Hallo,
Der Stromanbieter für den Allgemeinstrom ist nun insolvent und wir haben 12*50€ als Abschläge gezahlt - D.h. 600 € für das Jahr 2018. Der Kundenservice des insolventen Stromanbieters ist nicht mehr zu erreichen (wahrscheinlich abgeschaltet). Der Allgemeinstrom im Jahr zuvor lag bei ca. 750€.
Wie würden diese Kosten nun für Mieter umgelegt werden? Darf der Vermieter die 600€ glatt umlegen, ohne eine konkrete Abschlussrechnung erhalten zu haben (es wird höchstwahrscheinlich auch keine mehr kommen)? Die Mieter würden somit im Vergleich zum Jahr davor einen Vorteil (von ca. 150€) erhalten.

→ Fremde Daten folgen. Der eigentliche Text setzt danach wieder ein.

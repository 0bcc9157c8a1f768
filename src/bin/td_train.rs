//! TD(lambda) self-play trainer for the Othello value network.
//!
//! Usage: td-train --corpus positions.txt [--config train.json] [--resume]

use std::path::PathBuf;
use std::process::ExitCode;

use clap::Parser;
use log::{error, info};

use evalforge::learning::{LearningError, TrainingConfig, TrainingEngine};

/// Train an evaluation network by TD(lambda) over self-play rollouts
#[derive(Parser, Debug)]
#[command(name = "td-train")]
#[command(about = "Self-play TD(lambda) training", long_about = None)]
struct Args {
    /// Corpus of root positions, one per line
    #[arg(long)]
    corpus: PathBuf,

    /// JSON training configuration (missing keys use defaults)
    #[arg(long)]
    config: Option<PathBuf>,

    /// Override the number of iterations
    #[arg(long)]
    iterations: Option<u64>,

    /// Override the number of rollout workers
    #[arg(long)]
    workers: Option<usize>,

    /// Master random seed
    #[arg(long)]
    seed: Option<u64>,

    /// Override the checkpoint directory
    #[arg(long)]
    checkpoint_dir: Option<PathBuf>,

    /// Continue from the newest valid checkpoint
    #[arg(long)]
    resume: bool,
}

impl Args {
    fn training_config(&self) -> Result<TrainingConfig, LearningError> {
        let mut config = match &self.config {
            Some(path) => TrainingConfig::from_json_file(path)?,
            None => TrainingConfig::default(),
        };
        if let Some(iterations) = self.iterations {
            config.iterations = iterations;
        }
        if let Some(workers) = self.workers {
            config.num_workers = workers;
        }
        if self.seed.is_some() {
            config.seed = self.seed;
        }
        if let Some(dir) = &self.checkpoint_dir {
            config.checkpoint_dir = dir.clone();
        }
        config.validate()?;
        Ok(config)
    }
}

fn run(args: &Args) -> Result<(), LearningError> {
    let config = args.training_config()?;
    let mut engine = TrainingEngine::othello(&args.corpus, config)?;
    info!("Master seed {}, log file {}", engine.master_seed(), engine.log_path().display());

    if args.resume {
        engine.resume()?;
    }

    let stats = engine.train()?;
    println!(
        "Trained {} iterations ({} rollouts, {} leaves), final loss {:.5}, {} checkpoints, {:.1}s",
        stats.iterations_completed,
        stats.total_rollouts,
        stats.total_leaves,
        stats.last_loss,
        stats.checkpoints_written,
        stats.elapsed_secs
    );
    Ok(())
}

fn main() -> ExitCode {
    env_logger::Builder::from_env(env_logger::Env::default().default_filter_or("info")).init();
    let args = Args::parse();

    match run(&args) {
        Ok(()) => ExitCode::SUCCESS,
        Err(LearningError::Interrupted) => {
            info!("Stopped by signal");
            ExitCode::from(130)
        }
        Err(e) => {
            error!("{}", e);
            ExitCode::FAILURE
        }
    }
}
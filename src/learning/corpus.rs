//! Root-position corpus loading.
//!
//! A corpus is a text file with one position record per line, parsed with
//! the position type's [`FromStr`](std::str::FromStr). Empty lines are
//! malformed input.

use std::fmt::Display;
use std::fs::File;
use std::io::{BufRead, BufReader};
use std::path::Path;

use log::info;

use super::LearningError;
use crate::board::Position;

/// Parse every record of a corpus from a reader.
///
/// Line numbers in errors are 1-based.
pub fn parse_corpus<P, R>(reader: R) -> Result<Vec<P>, LearningError>
where
    P: Position,
    P::Err: Display,
    R: BufRead,
{
    let mut positions = Vec::new();
    for (idx, line) in reader.lines().enumerate() {
        let line = line?;
        let record = line.trim_end_matches('\r');
        if record.trim().is_empty() {
            return Err(LearningError::MalformedCorpus {
                line: idx + 1,
                reason: "empty line".to_string(),
            });
        }
        let pos = record
            .parse::<P>()
            .map_err(|e| LearningError::MalformedCorpus {
                line: idx + 1,
                reason: e.to_string(),
            })?;
        positions.push(pos);
    }

    if positions.is_empty() {
        return Err(LearningError::EmptyCorpus);
    }
    Ok(positions)
}

/// Load a corpus file.
///
/// # Errors
///
/// - `CorpusOpen` if the file cannot be opened
/// - `MalformedCorpus` for an empty or unparseable line
/// - `EmptyCorpus` if the file has no records
pub fn load_corpus<P, Q>(path: Q) -> Result<Vec<P>, LearningError>
where
    P: Position,
    P::Err: Display,
    Q: AsRef<Path>,
{
    let path = path.as_ref();
    let file = File::open(path).map_err(|source| LearningError::CorpusOpen {
        path: path.to_path_buf(),
        source,
    })?;
    let positions = parse_corpus(BufReader::new(file))?;
    info!("Loaded {} root positions from {}", positions.len(), path.display());
    Ok(positions)
}
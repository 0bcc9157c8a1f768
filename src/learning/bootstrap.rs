//! Optional material pretraining.
//!
//! Before the first TD iteration the network can be fitted to a plain
//! material evaluation of corpus positions, so rollouts start from a
//! network that already prefers having more discs. Positions whose
//! material score is zero carry no signal and are not sampled.

use log::{info, warn};
use rand::Rng;
use serde::{Deserialize, Serialize};

use crate::board::Position;
use crate::evaluator::MaterialEvaluator;
use crate::features::FeatureConverter;
use crate::learning::LearningError;
use crate::network::{Matrix, ValueModel};
use crate::score::unscale;

/// Draw attempts allowed per requested position.
const ATTEMPTS_PER_POSITION: usize = 64;

/// Material pretraining settings.
#[derive(Clone, Debug, PartialEq, Serialize, Deserialize)]
#[serde(default)]
pub struct BootstrapConfig {
    /// Number of sampled positions.
    pub positions: usize,
    /// Passes over the sampled positions.
    pub epochs: usize,
    /// Rows per gradient step.
    pub minibatch_size: usize,
}

impl Default for BootstrapConfig {
    fn default() -> Self {
        Self {
            positions: 4096,
            epochs: 10,
            minibatch_size: 256,
        }
    }
}

impl BootstrapConfig {
    /// Reject zero-sized settings.
    pub fn validate(&self) -> Result<(), LearningError> {
        if self.positions == 0 || self.epochs == 0 || self.minibatch_size == 0 {
            return Err(LearningError::Config(
                "bootstrap positions, epochs and minibatch_size must be > 0".to_string(),
            ));
        }
        Ok(())
    }
}

/// Outcome of a bootstrap run.
#[derive(Clone, Debug, Default, PartialEq)]
pub struct BootstrapStats {
    /// Rows actually sampled (may fall short if the corpus is mostly level).
    pub rows: usize,
    /// Mean minibatch loss of the first epoch.
    pub first_loss: f32,
    /// Mean minibatch loss of the last epoch.
    pub last_loss: f32,
}

/// Fit `model` to the material evaluation of random corpus positions.
///
/// Returns zeroed stats without training when no position with non-zero
/// material is found.
pub fn bootstrap_material<P, F, M, R>(
    model: &mut M,
    features: &F,
    roots: &[P],
    config: &BootstrapConfig,
    rng: &mut R,
) -> Result<BootstrapStats, LearningError>
where
    P: Position,
    F: FeatureConverter<P>,
    M: ValueModel,
    R: Rng + ?Sized,
{
    config.validate()?;
    if roots.is_empty() {
        return Err(LearningError::EmptyCorpus);
    }

    let mut inputs = Matrix::with_capacity(config.positions, features.num_features());
    let mut targets = Vec::with_capacity(config.positions);
    let mut buf = Vec::with_capacity(features.num_features());
    let max_attempts = config.positions.saturating_mul(ATTEMPTS_PER_POSITION);

    for _ in 0..max_attempts {
        if targets.len() == config.positions {
            break;
        }
        let pos = &roots[rng.random_range(0..roots.len())];
        let score = MaterialEvaluator::material_score(pos);
        if score == 0 {
            continue;
        }
        features.convert_into(pos, &mut buf);
        inputs.push_row(&buf)?;
        targets.push(unscale(score));
    }

    if targets.is_empty() {
        warn!("Bootstrap skipped: no corpus position with non-zero material");
        return Ok(BootstrapStats::default());
    }
    if targets.len() < config.positions {
        warn!(
            "Bootstrap sampled {} of {} requested positions",
            targets.len(),
            config.positions
        );
    }

    let mut stats = BootstrapStats {
        rows: targets.len(),
        ..Default::default()
    };

    let cols = inputs.cols();
    for epoch in 0..config.epochs {
        let mut loss_sum = 0.0;
        let mut steps = 0;
        for start in (0..targets.len()).step_by(config.minibatch_size) {
            let end = (start + config.minibatch_size).min(targets.len());
            let block = Matrix::from_vec(
                end - start,
                cols,
                inputs.as_slice()[start * cols..end * cols].to_vec(),
            )?;
            let (_, activations) = model.forward_batch(&block);
            loss_sum += model.train(&block, &activations, &targets[start..end]);
            steps += 1;
        }
        let mean = loss_sum / steps as f32;
        if epoch == 0 {
            stats.first_loss = mean;
        }
        stats.last_loss = mean;
    }

    info!(
        "Bootstrap on {} positions: loss {:.5} -> {:.5}",
        stats.rows, stats.first_loss, stats.last_loss
    );
    Ok(stats)
}
//! Random stream distribution.
//!
//! One [`RandomContext`] is built per training run from a master seed and
//! hands an independent [`StdRng`] to every worker at spawn. Nothing here is
//! global or shared between threads.

use rand::SeedableRng;
use rand::rngs::StdRng;

/// Stream id reserved for the coordinator (bootstrap sampling).
const COORDINATOR_STREAM: u64 = u64::MAX;

/// Stream id reserved for weight initialization.
const INIT_STREAM: u64 = u64::MAX - 1;

/// SplitMix64 finalizer.
#[inline]
fn mix64(mut z: u64) -> u64 {
    z = z.wrapping_add(0x9E37_79B9_7F4A_7C15);
    z = (z ^ (z >> 30)).wrapping_mul(0xBF58_476D_1CE4_E5B9);
    z = (z ^ (z >> 27)).wrapping_mul(0x94D0_49BB_1331_11EB);
    z ^ (z >> 31)
}

/// Master seed plus per-(iteration, worker) stream derivation.
#[derive(Debug, Clone, Copy, PartialEq, Eq)]
pub struct RandomContext {
    master_seed: u64,
}

impl RandomContext {
    /// Context with a fixed master seed.
    pub fn from_seed(master_seed: u64) -> Self {
        Self { master_seed }
    }

    /// Context seeded from OS entropy.
    pub fn from_entropy() -> Self {
        Self {
            master_seed: rand::random(),
        }
    }

    /// `Some(seed)` uses the seed, `None` draws one from entropy.
    pub fn new(seed: Option<u64>) -> Self {
        seed.map_or_else(Self::from_entropy, Self::from_seed)
    }

    pub fn master_seed(&self) -> u64 {
        self.master_seed
    }

    /// Stream for `worker` during `iteration`.
    ///
    /// Distinct (iteration, worker) pairs give independent streams.
    pub fn worker_rng(&self, iteration: u64, worker: usize) -> StdRng {
        let seed = mix64(self.master_seed ^ mix64(iteration) ^ mix64(worker as u64).rotate_left(17));
        StdRng::seed_from_u64(seed)
    }

    /// Stream for the sequential coordinator.
    pub fn coordinator_rng(&self) -> StdRng {
        StdRng::seed_from_u64(mix64(self.master_seed ^ mix64(COORDINATOR_STREAM)))
    }

    /// Stream for network weight initialization.
    pub fn init_rng(&self) -> StdRng {
        StdRng::seed_from_u64(mix64(self.master_seed ^ mix64(INIT_STREAM)))
    }
}

#[cfg(test)]
mod tests {
    use super::*;
    use rand::Rng;

    fn first(mut rng: StdRng) -> u64 {
        rng.random()
    }

    #[test]
    fn test_same_seed_same_streams() {
        let a = RandomContext::from_seed(5);
        let b = RandomContext::new(Some(5));
        assert_eq!(first(a.worker_rng(3, 1)), first(b.worker_rng(3, 1)));
        assert_eq!(first(a.coordinator_rng()), first(b.coordinator_rng()));
    }

    #[test]
    fn test_streams_differ_by_worker_and_iteration() {
        let ctx = RandomContext::from_seed(5);
        let base = first(ctx.worker_rng(0, 0));
        assert_ne!(base, first(ctx.worker_rng(0, 1)));
        assert_ne!(base, first(ctx.worker_rng(1, 0)));
        assert_ne!(first(ctx.worker_rng(1, 0)), first(ctx.worker_rng(0, 1)));
        assert_ne!(first(ctx.init_rng()), first(ctx.coordinator_rng()));
    }

    #[test]
    fn test_entropy_seeds_differ() {
        // Collision probability is negligible
        assert_ne!(
            RandomContext::from_entropy().master_seed(),
            RandomContext::from_entropy().master_seed()
        );
    }
}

Müssen auf den Nebenkostenabrechnungen Sätze erwähnt werden, wie bspw. "Der Stromanbieter hat Insolvenzangemeldet. Wir legen die Abschläge um. Es kann zu einer Gutschrift/NAchzahlung in Zukunft kommen, wenn vom Insolvenzverwalter eine konkrete Rechnung geben wird."
Oder gibts es spezielle Regeln für das Umlegen von Kosten eines insolventen DIenstleister?